After the visit to the apartment house, the defendant was taken to police headquarters and there, about thirteen hours after the arrest, he made and signed a written confession, embodying in substance the statements he had made orally. The written confession was as follows:

"I have been knowing Henrietta Anderson for about two years and I have been going with her that long. Me and her fell out on account of Annie May Johnson, 212 Ivey St., Rocky Mount, North Carolina. She is a school teacher. I told Miss Anderson that I would give up Annie May if she would give up the tall man. Last Thursday, August 19, 1937, Miss Anderson went down to the beach and stayed out all night and me and her got to fighting the next day, Friday. She stayed home all day Friday drunk. I fell out again Yesterday. I said that I wanted to go down town and she told me that I was going nowheres. I was in front of 1633 L Street, N. W., and then I went over to the garage across the street and she came out with an ice pick and called me and she went over and talked with the little lady who had the baby and then I went down to the cellar of 1633 L Street, N. W. Then she came home and me and her got to fussing again and I hit her with my fist.

"She followed me down the cellar with the ice pick and that is where I got the crow-bar or shaker and then me and her goes upstairs and she laid on the bed and told me I was going to bed with her and I tells her I wasn't and then I hits her over the head with the crowbar twice and she was on the bed at the time. I was standing by the bed. The first time I hit her with it she turned over and then I hit her again and I don't remember hitting her more than twice with that crow bar, or shaker. Then I left her and went on downstairs with the shaker and washed it off in the set tub and I put the shaker back on the furnace and then I went to bed. That's all I know about it."

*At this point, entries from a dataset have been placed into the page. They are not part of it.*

impl CharacterModel {
    /// 创建角色并完成首次蒙皮
    ///
    /// 权重数必须等于顶点数，每个权重引用的关节必须存在，面索引必须在顶点范围内。
    /// 骨架的绑定姿态若尚未计算，会在这里计算一次。
    pub fn new(
        name: impl Into<String>,
        mut skeleton: SkeletalModel,
        bind_vertices: Vec<Vec3>,
        faces: Vec<[u32; 3]>,
        weights: Vec<VertexWeight>,
    ) -> Result<Self> {
        if weights.len() != bind_vertices.len() {
            return Err(SkinError::VertexCountMismatch {
                expected: bind_vertices.len(),
                actual: weights.len(),
            });
        }

        let joint_count = skeleton.joint_count();
        for weight in &weights {
            if let Some(&(joint, _)) = weight.influences().iter().find(|(j, _)| *j >= joint_count) {
                return Err(SkinError::InvalidJointIndex {
                    index: joint,
                    count: joint_count,
                });
            }
        }

        for (face_index, face) in faces.iter().enumerate() {
            if let Some(&index) = face.iter().find(|&&i| i as usize >= bind_vertices.len()) {
                return Err(SkinError::FaceIndexOutOfRange {
                    face: face_index,
                    index,
                    vertex_count: bind_vertices.len(),
                });
            }
        }

        if !skeleton.is_bind_pose_computed() {
            skeleton.compute_bind_world_to_joint_transforms()?;
        }

        let deformed_positions = bind_vertices.clone();
        let mut model = Self {
            name: name.into(),
            bind_vertices,
            faces,
            weights,
            skeleton,
            skinning_context: SkinningContext::default(),
            deformed_positions,
            face_normals: Vec::new(),
            mesh_snapshot: Arc::new(MeshSnapshot::empty()),
            skeleton_geometry: Arc::new(SkeletonGeometry::default()),
            revision: 0,
            display_mode: DisplayMode::default(),
            color: MaterialColor::default(),
            placement: Placement::default(),
        };
        model.update_mesh_vertices()?;

        log::info!(
            "Character '{}' ready: {} joints, {} vertices, {} faces",
            model.name,
            model.skeleton.joint_count(),
            model.bind_vertices.len(),
            model.faces.len()
        );
        Ok(model)
    }

    /// 获取顶点数量
    pub fn vertex_count(&self) -> usize {
        self.bind_vertices.len()
    }

    /// 获取面数量
    pub fn face_count(&self) -> usize {
        self.faces.len()
    }

    pub fn joint_count(&self) -> usize {
        self.skeleton.joint_count()
    }

    pub fn skeleton(&self) -> &SkeletalModel {
        &self.skeleton
    }

    pub fn bind_vertices(&self) -> &[Vec3] {
        &self.bind_vertices
    }

    /// 替换绑定顶点（数量必须不变），随后重新蒙皮
    pub fn set_bind_vertices(&mut self, vertices: Vec<Vec3>) -> Result<()> {
        if vertices.len() != self.bind_vertices.len() {
            return Err(SkinError::VertexCountMismatch {
                expected: self.bind_vertices.len(),
                actual: vertices.len(),
            });
        }
        self.bind_vertices = vertices;
        self.update_mesh_vertices()
    }

    pub fn deformed_positions(&self) -> &[Vec3] {
        &self.deformed_positions
    }

    pub fn face_normals(&self) -> &[Vec3] {
        &self.face_normals
    }

    pub fn faces(&self) -> &[[u32; 3]] {
        &self.faces
    }

    pub fn attachments(&self) -> &[VertexWeight] {
        &self.weights
    }

    /// 权重和偏离 1 超过 `tolerance` 的顶点索引（只用于诊断，不做修正）
    pub fn weight_sum_outliers(&self, tolerance: f32) -> Vec<usize> {
        self.weights
            .iter()
            .enumerate()
            .filter(|(_, w)| (w.sum() - 1.0).abs() > tolerance)
            .map(|(i, _)| i)
            .collect()
    }

    pub fn set_skinning_context(&mut self, context: SkinningContext) {
        self.skinning_context = context;
    }

    // ========== 姿态 ==========

    /// 设置关节旋转（度）并重新蒙皮
    ///
    /// 索引无效时返回错误，所有变换保持不变。
    pub fn set_joint_transform(&mut self, index: usize, rx: f32, ry: f32, rz: f32) -> Result<()> {
        self.skeleton.set_joint_transform(index, rx, ry, rz)?;
        self.update_mesh_vertices()
    }

    /// 批量设置关节旋转，全部校验通过后才修改，最后只蒙皮一次
    pub fn set_joint_rotations(&mut self, rotations: &[(usize, Vec3)]) -> Result<()> {
        let count = self.skeleton.joint_count();
        if let Some(&(index, _)) = rotations.iter().find(|(i, _)| *i >= count) {
            log::warn!("set_joint_rotations: invalid joint index {} (joint count {})", index, count);
            return Err(SkinError::InvalidJointIndex { index, count });
        }
        for &(index, r) in rotations {
            self.skeleton.set_joint_transform(index, r.x, r.y, r.z)?;
        }
        self.update_mesh_vertices()
    }

    /// 所有关节旋转归零并重新蒙皮
    pub fn reset_pose(&mut self) -> Result<()> {
        self.skeleton.reset_pose();
        self.update_mesh_vertices()
    }

    /// 更新顶点：当前姿态变换 -> 蒙皮 -> 面法线 -> 快照
    pub fn update_mesh_vertices(&mut self) -> Result<()> {
        self.skeleton.update_current_joint_to_world_transforms()?;

        let output = compute_skinning_with(
            &SkinningInput {
                positions: &self.bind_vertices,
                weights: &self.weights,
                joint_matrices: self.skeleton.skinning_matrices(),
            },
            &self.skinning_context,
        )?;
        self.deformed_positions = output.positions;
        self.face_normals = compute_face_normals(&self.deformed_positions, &self.faces);

        self.revision += 1;
        self.rebuild_mesh_snapshot();
        self.skeleton_geometry = Arc::new(SkeletonGeometry::from_skeleton(&self.skeleton));

        log::debug!("Character '{}' reskinned (revision {})", self.name, self.revision);
        Ok(())
    }

    fn rebuild_mesh_snapshot(&mut self) {
        self.mesh_snapshot = Arc::new(MeshSnapshot::build(
            &self.deformed_positions,
            &self.faces,
            &self.face_normals,
            self.color.resolve(),
            self.revision,
        ));
    }

    pub fn revision(&self) -> u64 {
        self.revision
    }

    pub fn mesh_snapshot(&self) -> Arc<MeshSnapshot> {
        Arc::clone(&self.mesh_snapshot)
    }

    pub fn skeleton_geometry(&self) -> Arc<SkeletonGeometry> {
        Arc::clone(&self.skeleton_geometry)
    }

    // ========== 显示 ==========

    pub fn display_mode(&self) -> DisplayMode {
        self.display_mode
    }

    pub fn set_display_mode(&mut self, mode: DisplayMode) {
        self.display_mode = mode;
    }

    pub fn color(&self) -> MaterialColor {
        self.color
    }

    /// 修改颜色只重建快照，不重新蒙皮
    pub fn set_color(&mut self, color: MaterialColor) {
        self.color = color;
        self.revision += 1;
        self.rebuild_mesh_snapshot();
    }

    pub fn placement(&self) -> Placement {
        self.placement
    }

    pub fn set_placement(&mut self, placement: Placement) {
        self.placement = placement;
    }

    /// 按当前显示模式生成绘制描述
    pub fn draw_packet(&self, style: &DrawStyle) -> DrawPacket {
        let model_matrix = self.placement.matrix();
        let color = self.color.resolve();
        match self.display_mode {
            DisplayMode::Mesh => DrawPacket::Mesh {
                snapshot: self.mesh_snapshot(),
                model_matrix,
                color,
                lighting: true,
            },
            DisplayMode::Skeletal => DrawPacket::Skeletal {
                geometry: self.skeleton_geometry(),
                model_matrix,
                color,
                point_size: style.point_size,
                line_width: style.line_width,
            },
        }
    }
}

This confession was admitted in evidence. We state below further facts pertinent to the particular questions involved in the appeal.

I

It is asserted by the defendant that under the evidence the written confession was so clearly not voluntary that it was the duty of the trial judge to exclude it. Under the law and practice in this jurisdiction, the duty of a trial judge in respect of an offered confession is first on voir dire to determine whether or not there is evidence upon which the confession might be held to be voluntary. If he concludes there is no such evidence, then he must exclude the confession from the case. But if, in his view, there is evidence from which it might be held to be voluntary, he must admit it in evidence and submit it to the jury under proper instructions. Brady v. United States, 1893, 1 App.D.C. 246; Hardy v. United States, 1893, 3 App.D.C. 35; Davis v. United States, 1901, 18 App.D.C. 468; West v. United States, 1902, 20 App. D.C. 347; Lorenz v. United States, 1904, 24 App.D.C. 337; Murray v. United States, 1923, 53 App.D.C. 119, 288 F. 1008; Wilson v. United States, 1896, 162 U.S. 613, 16 S.Ct. 895, 40 L.Ed. 1090.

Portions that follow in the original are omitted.